Cowboys: Is Kellen Moore the Answer?


The Cowboys are winless behind Matt Cassel. With nothing to lose, is it time to see if Kellen Moore is the answer at QB?

Kellen Moore, 26, has yet to start an NFL game, yet in recent weeks he’s built quite the fan following as the backup QB on the Dallas Cowboys. Granted, Cowboys fans are notorious for irrationally loving the backup QB, but this isn’t that. This is something completely different.

To make a case for Kellen Moore, you have to first understand the State of the Dallas Cowboys. The Cowboys have a 3-8 record entering tonight’s match-up against the NFC East leading Washington Redskins. They sit in last place, but at only two games out of first place, they still have a chance at winning the division.

It’s that hope – the hope of winning a very winnable division – that pushes the Cowboys to play their veteran signal caller, Matt Cassel. As Tony Romo’s primary back-up, Cassel has done little to excite. Winless in all four of his starts, Cassel was only able to post a positive performance against the lowly Philadelphia Eagles, but come on, they’re Philly. (insert Philadelphia/village bicycle joke here).

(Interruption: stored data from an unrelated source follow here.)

use crate::error::NeighborError;
use crate::knn::{Candidate, NearestNeighborIndex, check_k};
use crate::points::{PointSet, dist_sq};
use std::collections::BinaryHeap;

const LEAF_SIZE: usize = 16;

#[derive(Clone, Copy, Debug)]
struct KdNode<const D: usize> {
    min: [f64; D],
    max: [f64; D],
    left: u32, // u32::MAX if leaf
    right: u32,
    // Leaf data: indices[start..end]
    start: u32,
    end: u32,
    // Internal node data
    split_val: f64,
    axis: u8,
}

/// Median-split kd-tree with bounding-box pruning.
pub struct KdTree<const D: usize> {
    points: Vec<[f64; D]>,
    nodes: Vec<KdNode<D>>,
    indices: Vec<usize>,
}

impl<const D: usize> KdTree<D> {
    fn build_recursive(&mut self, start: usize, end: usize) -> u32 {
        let count = end - start;

        // Compute bounding box for this range
        let mut min = [f64::INFINITY; D];
        let mut max = [f64::NEG_INFINITY; D];
        for &idx in &self.indices[start..end] {
            let p = &self.points[idx];
            for axis in 0..D {
                if p[axis] < min[axis] { min[axis] = p[axis]; }
                if p[axis] > max[axis] { max[axis] = p[axis]; }
            }
        }

        if count <= LEAF_SIZE {
            let node_idx = self.nodes.len() as u32;
            self.nodes.push(KdNode {
                min,
                max,
                left: u32::MAX,
                right: u32::MAX,
                start: start as u32,
                end: end as u32,
                split_val: 0.0,
                axis: 0,
            });
            return node_idx;
        }

        // Split along the widest axis
        let mut axis = 0;
        for a in 1..D {
            if max[a] - min[a] > max[axis] - min[axis] {
                axis = a;
            }
        }

        let mid = start + count / 2;
        let points = &self.points;
        self.indices[start..end].select_nth_unstable_by(count / 2, |&a, &b| {
            points[a][axis].total_cmp(&points[b][axis])
        });
        let split_val = self.points[self.indices[mid]][axis];

        let left = self.build_recursive(start, mid);
        let right = self.build_recursive(mid, end);

        let node_idx = self.nodes.len() as u32;
        self.nodes.push(KdNode {
            min,
            max,
            left,
            right,
            start: 0,
            end: 0,
            split_val,
            axis: axis as u8,
        });
        node_idx
    }

    fn query_recursive(&self, node_idx: u32, point: &[f64; D], k: usize, heap: &mut BinaryHeap<Candidate>) {
        let node = &self.nodes[node_idx as usize];

        // Pruning: distance from point to node bounding box
        let mut d2 = 0.0;
        for i in 0..D {
            let v = point[i];
            if v < node.min[i] { d2 += (node.min[i] - v).powi(2); }
            else if v > node.max[i] { d2 += (v - node.max[i]).powi(2); }
        }
        // Equal distances must still be visited so lower indices can win ties.
        if heap.len() == k && heap.peek().is_some_and(|worst| d2 > worst.dist_sq) {
            return;
        }

        // Leaf
        if node.left == u32::MAX {
            for &index in &self.indices[node.start as usize..node.end as usize] {
                let candidate = Candidate { dist_sq: dist_sq(&self.points[index], point), index };
                if heap.len() < k {
                    heap.push(candidate);
                } else if heap.peek().is_some_and(|worst| candidate < *worst) {
                    heap.pop();
                    heap.push(candidate);
                }
            }
            return;
        }

        // Visit nearest child first
        let diff = point[node.axis as usize] - node.split_val;
        let (first, second) = if diff <= 0.0 { (node.left, node.right) } else { (node.right, node.left) };

        self.query_recursive(first, point, k, heap);
        self.query_recursive(second, point, k, heap);
    }
}

impl<const D: usize> NearestNeighborIndex<D> for KdTree<D> {
    fn build(points: &PointSet<D>) -> Self {
        let count = points.len();
        let mut tree = KdTree {
            points: points.as_slice().to_vec(),
            // A balanced tree has 2*N / LEAF_SIZE nodes roughly
            nodes: Vec::with_capacity(2 * count / LEAF_SIZE + 1),
            indices: (0..count).collect(),
        };
        if count > 0 {
            tree.build_recursive(0, count);
        }
        tree
    }

    fn len(&self) -> usize {
        self.points.len()
    }

    fn query(&self, point: &[f64; D], k: usize) -> Result<Vec<usize>, NeighborError> {
        check_k(k, self.points.len())?;
        if k == 0 {
            return Ok(Vec::new());
        }

        let mut heap = BinaryHeap::with_capacity(k + 1);
        // Root is the last node pushed in the recursive build
        let root_idx = (self.nodes.len() - 1) as u32;
        self.query_recursive(root_idx, point, k, &mut heap);

        Ok(heap.into_sorted_vec().into_iter().map(|c| c.index).collect())
    }
}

Matt Cassel is nothing more than a mediocre backup QB. If it wasn’t apparent after his first 10 years in the league, it should be now. He’s a bus driver at best, and frankly, the Cowboys are in need of more than just a bus driver this season.

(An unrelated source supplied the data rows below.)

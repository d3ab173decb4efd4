//! Voronoi neighbors in the plane.
//!
//! The diagram of the whole point set is built once per call, from the seeds in
//! canonical (y, then x) order; adjacency of the query seed is then mapped back to
//! the caller's indices.

use crate::bounds::{ExtentMode, SubdivisionRegion};
use crate::error::{DegeneracyPolicy, NeighborError};
use crate::permutation::Permutation;
use crate::points::PointSet;
use crate::result::NeighborResult;
use crate::subdivision::PlanarSubdivision;
use crate::subdivision::clipped::ClippedDiagram;
use crate::timing::Timed;

#[derive(Clone, Copy, Debug, PartialEq)]
pub struct VoronoiConfig {
    /// How the region's extent is expressed to the subdivision builder.
    pub extent: ExtentMode,
    /// Absolute margin added on every side of the point bounds.
    pub padding: f64,
    pub policy: DegeneracyPolicy,
}

impl Default for VoronoiConfig {
    fn default() -> Self {
        Self {
            extent: ExtentMode::default(),
            padding: 0.0,
            policy: DegeneracyPolicy::default(),
        }
    }
}

/// Finds the seeds whose Voronoi cells border the cell of a query point.
#[derive(Clone, Copy, Debug, Default)]
pub struct VoronoiClassifier {
    pub config: VoronoiConfig,
}

impl VoronoiClassifier {
    pub fn new(config: VoronoiConfig) -> Self {
        Self { config }
    }

    /// Working region for `points`: their bounds grown by the configured padding.
    pub fn region(&self, points: &PointSet<2>) -> Option<SubdivisionRegion> {
        let bounds = points.bounds()?.padded(self.config.padding);
        Some(SubdivisionRegion::from_bounds(&bounds, self.config.extent))
    }

    /// Voronoi neighbors of `points[center]`, in the adjacency order of the diagram `S`.
    ///
    /// # Errors
    /// - [`NeighborError::OutOfRange`] if `center >= points.len()`.
    /// - [`NeighborError::InsufficientPoints`] if there is no other point.
    /// - [`NeighborError::DegenerateGeometry`] under [`DegeneracyPolicy::Reject`] when any
    ///   two points coincide.
    /// - [`NeighborError::NonFinite`] if any coordinate is NaN or infinite.
    /// - Any error of the diagram builder, e.g. [`NeighborError::EmptyRegion`].
    pub fn classify<S: PlanarSubdivision>(
        &self,
        points: &PointSet<2>,
        center: usize,
    ) -> Result<NeighborResult<2>, NeighborError> {
        points.point(center)?;
        if points.len() < 2 {
            return Err(NeighborError::InsufficientPoints { requested: 1, available: 0 });
        }
        if let Some(index) = points.first_non_finite() {
            return Err(NeighborError::NonFinite { index });
        }
        let degeneracies = self.config.policy.apply(points.coincident_pairs())?;

        let region = self.region(points).ok_or(NeighborError::InsufficientPoints {
            requested: 1,
            available: 0,
        })?;
        log::debug!("subdivision origin {:?}, extent {:?} ({:?})", region.origin, region.extent, region.mode);

        let permutation = Permutation::sort_by_y_then_x(points.as_slice());
        let seeds = permutation.apply(points.as_slice());
        let diagram = {
            let _t = Timed::debug("voronoi diagram build");
            S::build(&seeds, &region)?
        };

        let sorted_center = permutation
            .forward(center)
            .ok_or(NeighborError::OutOfRange { index: center, len: points.len() })?;
        log::trace!("point {} is seed {} in diagram order", center, sorted_center);

        let indices: Vec<usize> = diagram
            .neighbor_ids(sorted_center)
            .filter_map(|seed| permutation.inverse(seed))
            .filter(|&i| i != center)
            .collect();

        log::debug!("point {}: {} voronoi neighbors", center, indices.len());
        Ok(NeighborResult::gather(points, indices, degeneracies))
    }
}

/// Voronoi neighbor coordinates of `points[center]`, using the bounded clipping
/// diagram and the default configuration.
pub fn voronoi_neighbors(points: &PointSet<2>, center: usize) -> Result<PointSet<2>, NeighborError> {
    VoronoiClassifier::default()
        .classify::<ClippedDiagram>(points, center)
        .map(|result| result.points)
}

The important thing to keep in mind is that while the Cowboys can still win the extremely weak NFC East, they don’t stand a chance in hell when they face the real teams in the playoffs. It’s possible Matt Cassel does just enough to win the division, but at no point has he shown the ability to beat anyone above average – let alone a playoff team.

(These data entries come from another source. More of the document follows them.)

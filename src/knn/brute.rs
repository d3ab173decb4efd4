use crate::error::NeighborError;
use crate::knn::{Candidate, NearestNeighborIndex, check_k};
use crate::points::{PointSet, dist_sq};

/// Linear-scan index. Each query is O(N + k log k).
///
/// Preferable for the small candidate sets the classifiers usually see.
pub struct BruteForceIndex<const D: usize> {
    points: Vec<[f64; D]>,
}

impl<const D: usize> NearestNeighborIndex<D> for BruteForceIndex<D> {
    fn build(points: &PointSet<D>) -> Self {
        BruteForceIndex { points: points.as_slice().to_vec() }
    }

    fn len(&self) -> usize {
        self.points.len()
    }

    fn query(&self, point: &[f64; D], k: usize) -> Result<Vec<usize>, NeighborError> {
        check_k(k, self.points.len())?;
        if k == 0 {
            return Ok(Vec::new());
        }

        let mut candidates: Vec<Candidate> = self
            .points
            .iter()
            .enumerate()
            .map(|(index, p)| Candidate { dist_sq: dist_sq(p, point), index })
            .collect();

        if k < candidates.len() {
            candidates.select_nth_unstable(k - 1);
            candidates.truncate(k);
        }
        candidates.sort_unstable();

        Ok(candidates.into_iter().map(|c| c.index).collect())
    }
}
use crate::error::Degeneracy;
use crate::points::PointSet;

/// Neighbors of one query point, in the order the classifier reports them.
///
/// `indices` address the caller's point set; `points` holds copies of those coordinates.
#[derive(Clone, Debug, Default, PartialEq)]
pub struct NeighborResult<const D: usize> {
    pub indices: Vec<usize>,
    pub points: PointSet<D>,
    /// Coincident pairs among the points involved in the call (only under
    /// [`DegeneracyPolicy::Report`](crate::DegeneracyPolicy::Report)).
    pub degeneracies: Vec<Degeneracy>,
}

impl<const D: usize> NeighborResult<D> {
    pub(crate) fn gather(source: &PointSet<D>, indices: Vec<usize>, degeneracies: Vec<Degeneracy>) -> Self {
        let points = source.select(&indices);
        Self { indices, points, degeneracies }
    }

    pub fn len(&self) -> usize {
        self.indices.len()
    }

    pub fn is_empty(&self) -> bool {
        self.indices.is_empty()
    }

    pub fn is_degenerate(&self) -> bool {
        !self.degeneracies.is_empty()
    }
}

I’m of the contingent that believes you should always play to win now, but you also must put yourself in the best possible position to win tomorrow. That doesn’t mean tank the season for a better draft pick but that also doesn’t mean playing over-the-hill veterans with limited future, instead of promising youth with untapped potential.

That’s why the Dallas Cowboys need to kick the tires on Kellen Moore. I know as much about Kellen Moore as the next guy. I’ve seen many of his games, I’ve read the reports, and seen the film. But that’s it. I don’t have any inside knowledge or secret source telling me he’ll be a star.

I do know what Kellen Moore has done in the past. I also know that the Cowboys need more than what Matt Cassel has been offering. Most of all, I know the Cowboys have nothing to lose since I don’t believe Cassel could realistically win a playoff game.

Kellen Moore is not spectacular in any one way – Unless, of course, you count a little thing called “winning”. The 6’0” 200lb passer from Boise State finished his college career a spectacular 50-3. The Mountain West may not be the SEC but it’s not Conference USA either. These are legit wins against mostly legit teams.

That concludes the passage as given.